Nächstes Jahr beginnen die Verhandlungen über einen neuen Gesamtarbeitsvertrag. Die Gewerkschaften freuen sich auf einen Neuanfang: «Wir hoffen, dass es mit der neuen Führung lösungsorientierter wird. Unter Daniel Landolf waren die Verhandlungen schwierig.»

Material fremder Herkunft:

use crossterm::event::{KeyCode, KeyEvent, KeyModifiers};
use mopra_core::UiAction;

use crate::app::{App, InputMode};
use crate::tui::AppEvent;

/// Convert a character index to a byte index for UTF-8 safe string operations
fn char_to_byte_index(s: &str, char_idx: usize) -> usize {
    s.char_indices()
        .nth(char_idx)
        .map(|(i, _)| i)
        .unwrap_or(s.len())
}

/// Line editing shared by the prompt box and the search field.
/// Returns `false` when the key is not an editing key.
fn edit_line(text: &mut String, cursor: &mut usize, key: KeyEvent) -> bool {
    match key.code {
        KeyCode::Backspace => {
            if *cursor > 0 {
                *cursor -= 1;
                let byte_pos = char_to_byte_index(text, *cursor);
                text.remove(byte_pos);
            }
        }
        KeyCode::Delete => {
            if *cursor < text.chars().count() {
                let byte_pos = char_to_byte_index(text, *cursor);
                text.remove(byte_pos);
            }
        }
        KeyCode::Left => *cursor = cursor.saturating_sub(1),
        KeyCode::Right => *cursor = (*cursor + 1).min(text.chars().count()),
        KeyCode::Home => *cursor = 0,
        KeyCode::End => *cursor = text.chars().count(),
        KeyCode::Char(c) => {
            let byte_pos = char_to_byte_index(text, *cursor);
            text.insert(byte_pos, c);
            *cursor += 1;
        }
        _ => return false,
    }
    true
}

pub fn handle_event(app: &mut App, event: AppEvent) {
    match event {
        AppEvent::Key(key) => handle_key(app, key),
        AppEvent::Resize(_, _) => app.scroll_chat_to_bottom(),
        AppEvent::Tick => app.tick_animation(),
        AppEvent::Completion(completion) => app.controller.apply(completion),
    }
    app.follow_transcript();
}

fn handle_key(app: &mut App, key: KeyEvent) {
    // Global keys that work in any mode
    if key.code == KeyCode::Char('c') && key.modifiers.contains(KeyModifiers::CONTROL) {
        app.should_quit = true;
        return;
    }

    // Popups take the keyboard, topmost first
    if app.controller.alert().is_some() {
        handle_alert(app, key);
    } else if app.controller.confirmation().is_some() {
        handle_confirmation(app, key);
    } else if app.show_model_picker {
        handle_model_picker(app, key);
    } else if app.controller.memory().open {
        handle_memory_panel(app, key);
    } else if app.controller.search().open {
        handle_search_panel(app, key);
    } else {
        match app.input_mode {
            InputMode::Normal => handle_normal_mode(app, key),
            InputMode::Editing => handle_editing_mode(app, key),
        }
    }
}

fn handle_alert(app: &mut App, key: KeyEvent) {
    if matches!(key.code, KeyCode::Enter | KeyCode::Esc | KeyCode::Char(' ')) {
        app.controller.dispatch(UiAction::DismissAlert);
    }
}

fn handle_confirmation(app: &mut App, key: KeyEvent) {
    match key.code {
        KeyCode::Char('y') | KeyCode::Char('Y') | KeyCode::Enter => {
            app.controller.dispatch(UiAction::Confirm)
        }
        KeyCode::Char('n') | KeyCode::Char('N') | KeyCode::Esc => {
            app.controller.dispatch(UiAction::Cancel)
        }
        _ => {}
    }
}

fn handle_model_picker(app: &mut App, key: KeyEvent) {
    match key.code {
        KeyCode::Esc => app.show_model_picker = false,
        KeyCode::Char('j') | KeyCode::Down => app.model_picker_nav_down(),
        KeyCode::Char('k') | KeyCode::Up => app.model_picker_nav_up(),
        KeyCode::Enter => {
            if let Some(model) = app.pick_model() {
                app.controller.dispatch(UiAction::SelectModel(model));
            }
        }
        _ => {}
    }
}

fn handle_memory_panel(app: &mut App, key: KeyEvent) {
    match key.code {
        KeyCode::Esc | KeyCode::Char('q') | KeyCode::Char('m') => {
            app.controller.dispatch(UiAction::CloseMemory)
        }
        KeyCode::Char('j') | KeyCode::Down => app.scroll_memory_down(),
        KeyCode::Char('k') | KeyCode::Up => app.scroll_memory_up(),
        KeyCode::Char('r') => {
            app.memory_scroll = 0;
            app.controller.dispatch(UiAction::RefreshMemory);
        }
        KeyCode::Char('C') => app.controller.dispatch(UiAction::ClearMemory),
        _ => {}
    }
}

fn handle_search_panel(app: &mut App, key: KeyEvent) {
    match key.code {
        KeyCode::Esc => app.controller.dispatch(UiAction::CloseSearch),
        KeyCode::Enter => app.controller.dispatch(UiAction::SubmitSearch),
        KeyCode::Tab => app.controller.dispatch(UiAction::NextPlatform),
        _ => {
            let panel = app.controller.search_mut();
            edit_line(&mut panel.query, &mut panel.cursor, key);
        }
    }
}

fn handle_normal_mode(app: &mut App, key: KeyEvent) {
    match key.code {
        KeyCode::Char('q') => app.should_quit = true,

        KeyCode::Char('i') | KeyCode::Enter => app.input_mode = InputMode::Editing,

        // Transcript scrolling
        KeyCode::Char('j') | KeyCode::Down => app.scroll_chat_down(),
        KeyCode::Char('k') | KeyCode::Up => app.scroll_chat_up(),
        KeyCode::Char('G') => app.scroll_chat_to_bottom(),
        KeyCode::Char('g') => app.chat_scroll = 0,

        // Only meaningful while a request is live
        KeyCode::Char('s') => {
            if app.controller.can_stop() {
                app.controller.dispatch(UiAction::Stop);
            }
        }
        KeyCode::Char('S') => app.controller.dispatch(UiAction::StopAll),
        KeyCode::Char('o') => app.controller.dispatch(UiAction::OptimizeResources),
        KeyCode::Char('C') => app.controller.dispatch(UiAction::ClearHistory),
        KeyCode::Char('M') => app.open_model_picker(),
        KeyCode::Char('f') | KeyCode::Char('/') => app.controller.dispatch(UiAction::OpenSearch),
        KeyCode::Char('m') => {
            app.memory_scroll = 0;
            app.controller.dispatch(UiAction::OpenMemory);
        }

        _ => {}
    }
}

fn handle_editing_mode(app: &mut App, key: KeyEvent) {
    match key.code {
        KeyCode::Esc => app.input_mode = InputMode::Normal,
        KeyCode::Enter => {
            if !app.input.trim().is_empty() {
                let prompt = app.take_input();
                app.controller.dispatch(UiAction::SendPrompt(prompt));
                app.input_mode = InputMode::Normal;
            }
        }
        _ => {
            edit_line(&mut app.input, &mut app.input_cursor, key);
        }
    }
}
//! UI-agnostic chat state types
//!
//! These are shared by every front end and are exactly what gets persisted,
//! so the serde representation is part of the storage format.

use chrono::{DateTime, Local, Utc};
use serde::{Deserialize, Serialize};

/// Model tag used for messages the client produces itself (errors, stops).
pub const SYSTEM_MODEL: &str = "system";

/// A single turn in the conversation
#[derive(Debug, Clone, PartialEq, Eq, Serialize, Deserialize)]
pub struct ChatMessage {
    pub role: ChatRole,
    pub content: String,
    pub model: String,
    pub timestamp: DateTime<Utc>,
}

/// The role of a chat message sender
#[derive(Debug, Clone, Copy, PartialEq, Eq, Serialize, Deserialize)]
#[serde(rename_all = "lowercase")]
pub enum ChatRole {
    User,
    Ai,
}

impl ChatMessage {
    /// Build a message stamped with the current time.
    pub fn new(role: ChatRole, content: impl Into<String>, model: impl Into<String>) -> Self {
        Self {
            role,
            content: content.into(),
            model: model.into(),
            timestamp: Utc::now(),
        }
    }

    pub fn is_system(&self) -> bool {
        self.model == SYSTEM_MODEL
    }

    /// Local wall-clock time the message was created, as `HH:MM:SS`.
    pub fn local_time(&self) -> String {
        self.timestamp
            .with_timezone(&Local)
            .format("%H:%M:%S")
            .to_string()
    }
}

Chauffeur Erich Bucher sieht keinen Grund zur Hoffnung: «Niemand fühlt sich zuständig. Zwar ist man bei Eurobus angestellt, doch Postauto gibt die Arbeitsbedingungen vor. Wenn man etwas zu besprechen hat, wird man von Postauto zu Eurobus und von Eurobus zu Postauto geschickt.» Bucher glaubt deshalb nicht, dass er noch viel länger Postauto fährt. «Ich bin dabei, mich zu bewerben.»